Data →

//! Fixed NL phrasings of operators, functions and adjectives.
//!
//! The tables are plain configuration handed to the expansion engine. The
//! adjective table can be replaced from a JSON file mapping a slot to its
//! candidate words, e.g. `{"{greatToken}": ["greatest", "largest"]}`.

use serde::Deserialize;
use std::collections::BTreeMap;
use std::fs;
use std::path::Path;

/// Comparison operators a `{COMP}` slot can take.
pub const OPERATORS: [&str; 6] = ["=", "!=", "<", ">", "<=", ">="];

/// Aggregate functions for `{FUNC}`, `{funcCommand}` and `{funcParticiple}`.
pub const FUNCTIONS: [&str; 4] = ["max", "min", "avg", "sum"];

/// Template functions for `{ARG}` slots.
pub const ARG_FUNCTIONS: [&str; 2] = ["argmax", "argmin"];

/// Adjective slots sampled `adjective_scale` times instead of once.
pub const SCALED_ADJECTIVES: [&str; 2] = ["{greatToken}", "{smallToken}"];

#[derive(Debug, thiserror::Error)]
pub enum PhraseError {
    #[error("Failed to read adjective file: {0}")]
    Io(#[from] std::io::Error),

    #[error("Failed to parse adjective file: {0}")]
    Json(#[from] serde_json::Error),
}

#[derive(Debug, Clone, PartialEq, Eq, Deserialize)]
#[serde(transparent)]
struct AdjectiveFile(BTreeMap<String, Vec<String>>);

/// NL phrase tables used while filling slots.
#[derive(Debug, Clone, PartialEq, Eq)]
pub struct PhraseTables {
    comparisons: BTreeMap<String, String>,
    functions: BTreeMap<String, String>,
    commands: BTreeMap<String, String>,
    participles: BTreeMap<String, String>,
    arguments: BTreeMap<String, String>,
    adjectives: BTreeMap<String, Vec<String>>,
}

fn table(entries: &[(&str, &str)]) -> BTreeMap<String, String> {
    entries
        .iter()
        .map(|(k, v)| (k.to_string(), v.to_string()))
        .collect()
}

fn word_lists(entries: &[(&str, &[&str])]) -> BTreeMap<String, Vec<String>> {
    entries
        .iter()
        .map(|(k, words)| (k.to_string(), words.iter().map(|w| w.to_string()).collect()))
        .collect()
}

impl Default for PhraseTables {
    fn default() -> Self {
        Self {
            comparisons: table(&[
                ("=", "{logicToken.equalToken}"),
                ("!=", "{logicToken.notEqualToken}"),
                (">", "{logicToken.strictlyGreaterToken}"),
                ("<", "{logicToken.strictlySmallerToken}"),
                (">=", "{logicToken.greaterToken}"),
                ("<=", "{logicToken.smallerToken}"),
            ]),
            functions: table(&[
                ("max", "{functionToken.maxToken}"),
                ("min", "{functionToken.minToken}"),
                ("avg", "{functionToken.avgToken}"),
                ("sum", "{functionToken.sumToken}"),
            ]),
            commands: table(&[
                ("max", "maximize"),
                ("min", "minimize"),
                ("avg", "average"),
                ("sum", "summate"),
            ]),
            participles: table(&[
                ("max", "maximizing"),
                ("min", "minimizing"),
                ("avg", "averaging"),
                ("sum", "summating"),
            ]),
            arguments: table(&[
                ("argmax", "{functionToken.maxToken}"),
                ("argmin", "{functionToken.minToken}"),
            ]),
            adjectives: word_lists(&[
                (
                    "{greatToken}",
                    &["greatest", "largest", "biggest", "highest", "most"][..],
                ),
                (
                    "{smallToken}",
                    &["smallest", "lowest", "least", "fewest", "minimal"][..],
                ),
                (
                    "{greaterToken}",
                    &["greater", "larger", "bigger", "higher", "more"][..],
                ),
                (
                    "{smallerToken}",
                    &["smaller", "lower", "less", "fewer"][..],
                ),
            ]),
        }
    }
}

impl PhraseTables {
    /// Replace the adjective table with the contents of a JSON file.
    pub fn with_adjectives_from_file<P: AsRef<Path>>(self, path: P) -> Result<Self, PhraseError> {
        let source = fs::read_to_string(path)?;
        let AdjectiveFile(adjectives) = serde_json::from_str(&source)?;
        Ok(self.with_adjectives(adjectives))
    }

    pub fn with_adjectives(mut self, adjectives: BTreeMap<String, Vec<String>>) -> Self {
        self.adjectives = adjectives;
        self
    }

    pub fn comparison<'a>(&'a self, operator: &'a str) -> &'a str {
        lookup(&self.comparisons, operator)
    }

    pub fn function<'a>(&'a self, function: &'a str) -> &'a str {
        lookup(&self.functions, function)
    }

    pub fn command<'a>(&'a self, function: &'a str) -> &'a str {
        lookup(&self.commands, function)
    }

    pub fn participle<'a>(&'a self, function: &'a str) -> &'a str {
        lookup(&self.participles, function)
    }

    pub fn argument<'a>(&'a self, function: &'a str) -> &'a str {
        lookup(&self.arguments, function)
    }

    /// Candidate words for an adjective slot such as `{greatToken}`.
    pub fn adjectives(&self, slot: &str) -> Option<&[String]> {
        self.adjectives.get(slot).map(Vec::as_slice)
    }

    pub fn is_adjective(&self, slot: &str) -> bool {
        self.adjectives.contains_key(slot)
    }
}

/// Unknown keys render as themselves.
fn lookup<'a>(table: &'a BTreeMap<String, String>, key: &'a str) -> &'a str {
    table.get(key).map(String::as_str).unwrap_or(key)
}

Task goal → Line by line, return the whole listing without a single difference.

Output for this exercise →
//! Fixed NL phrasings of operators, functions and adjectives.
//!
//! The tables are plain configuration handed to the expansion engine. The
//! adjective table can be replaced from a JSON file mapping a slot to its
//! candidate words, e.g. `{"{greatToken}": ["greatest", "largest"]}`.

use serde::Deserialize;
use std::collections::BTreeMap;
use std::fs;
use std::path::Path;

/// Comparison operators a `{COMP}` slot can take.
pub const OPERATORS: [&str; 6] = ["=", "!=", "<", ">", "<=", ">="];

/// Aggregate functions for `{FUNC}`, `{funcCommand}` and `{funcParticiple}`.
pub const FUNCTIONS: [&str; 4] = ["max", "min", "avg", "sum"];

/// Template functions for `{ARG}` slots.
pub const ARG_FUNCTIONS: [&str; 2] = ["argmax", "argmin"];

/// Adjective slots sampled `adjective_scale` times instead of once.
pub const SCALED_ADJECTIVES: [&str; 2] = ["{greatToken}", "{smallToken}"];

#[derive(Debug, thiserror::Error)]
pub enum PhraseError {
    #[error("Failed to read adjective file: {0}")]
    Io(#[from] std::io::Error),

    #[error("Failed to parse adjective file: {0}")]
    Json(#[from] serde_json::Error),
}

#[derive(Debug, Clone, PartialEq, Eq, Deserialize)]
#[serde(transparent)]
struct AdjectiveFile(BTreeMap<String, Vec<String>>);

/// NL phrase tables used while filling slots.
#[derive(Debug, Clone, PartialEq, Eq)]
pub struct PhraseTables {
    comparisons: BTreeMap<String, String>,
    functions: BTreeMap<String, String>,
    commands: BTreeMap<String, String>,
    participles: BTreeMap<String, String>,
    arguments: BTreeMap<String, String>,
    adjectives: BTreeMap<String, Vec<String>>,
}

fn table(entries: &[(&str, &str)]) -> BTreeMap<String, String> {
    entries
        .iter()
        .map(|(k, v)| (k.to_string(), v.to_string()))
        .collect()
}

fn word_lists(entries: &[(&str, &[&str])]) -> BTreeMap<String, Vec<String>> {
    entries
        .iter()
        .map(|(k, words)| (k.to_string(), words.iter().map(|w| w.to_string()).collect()))
        .collect()
}

impl Default for PhraseTables {
    fn default() -> Self {
        Self {
            comparisons: table(&[
                ("=", "{logicToken.equalToken}"),
                ("!=", "{logicToken.notEqualToken}"),
                (">", "{logicToken.strictlyGreaterToken}"),
                ("<", "{logicToken.strictlySmallerToken}"),
                (">=", "{logicToken.greaterToken}"),
                ("<=", "{logicToken.smallerToken}"),
            ]),
            functions: table(&[
                ("max", "{functionToken.maxToken}"),
                ("min", "{functionToken.minToken}"),
                ("avg", "{functionToken.avgToken}"),
                ("sum", "{functionToken.sumToken}"),
            ]),
            commands: table(&[
                ("max", "maximize"),
                ("min", "minimize"),
                ("avg", "average"),
                ("sum", "summate"),
            ]),
            participles: table(&[
                ("max", "maximizing"),
                ("min", "minimizing"),
                ("avg", "averaging"),
                ("sum", "summating"),
            ]),
            arguments: table(&[
                ("argmax", "{functionToken.maxToken}"),
                ("argmin", "{functionToken.minToken}"),
            ]),
            adjectives: word_lists(&[
                (
                    "{greatToken}",
                    &["greatest", "largest", "biggest", "highest", "most"][..],
                ),
                (
                    "{smallToken}",
                    &["smallest", "lowest", "least", "fewest", "minimal"][..],
                ),
                (
                    "{greaterToken}",
                    &["greater", "larger", "bigger", "higher", "more"][..],
                ),
                (
                    "{smallerToken}",
                    &["smaller", "lower", "less", "fewer"][..],
                ),
            ]),
        }
    }
}

impl PhraseTables {
    /// Replace the adjective table with the contents of a JSON file.
    pub fn with_adjectives_from_file<P: AsRef<Path>>(self, path: P) -> Result<Self, PhraseError> {
        let source = fs::read_to_string(path)?;
        let AdjectiveFile(adjectives) = serde_json::from_str(&source)?;
        Ok(self.with_adjectives(adjectives))
    }

    pub fn with_adjectives(mut self, adjectives: BTreeMap<String, Vec<String>>) -> Self {
        self.adjectives = adjectives;
        self
    }

    pub fn comparison<'a>(&'a self, operator: &'a str) -> &'a str {
        lookup(&self.comparisons, operator)
    }

    pub fn function<'a>(&'a self, function: &'a str) -> &'a str {
        lookup(&self.functions, function)
    }

    pub fn command<'a>(&'a self, function: &'a str) -> &'a str {
        lookup(&self.commands, function)
    }

    pub fn participle<'a>(&'a self, function: &'a str) -> &'a str {
        lookup(&self.participles, function)
    }

    pub fn argument<'a>(&'a self, function: &'a str) -> &'a str {
        lookup(&self.arguments, function)
    }

    /// Candidate words for an adjective slot such as `{greatToken}`.
    pub fn adjectives(&self, slot: &str) -> Option<&[String]> {
        self.adjectives.get(slot).map(Vec::as_slice)
    }

    pub fn is_adjective(&self, slot: &str) -> bool {
        self.adjectives.contains_key(slot)
    }
}

/// Unknown keys render as themselves.
fn lookup<'a>(table: &'a BTreeMap<String, String>, key: &'a str) -> &'a str {
    table.get(key).map(String::as_str).unwrap_or(key)
}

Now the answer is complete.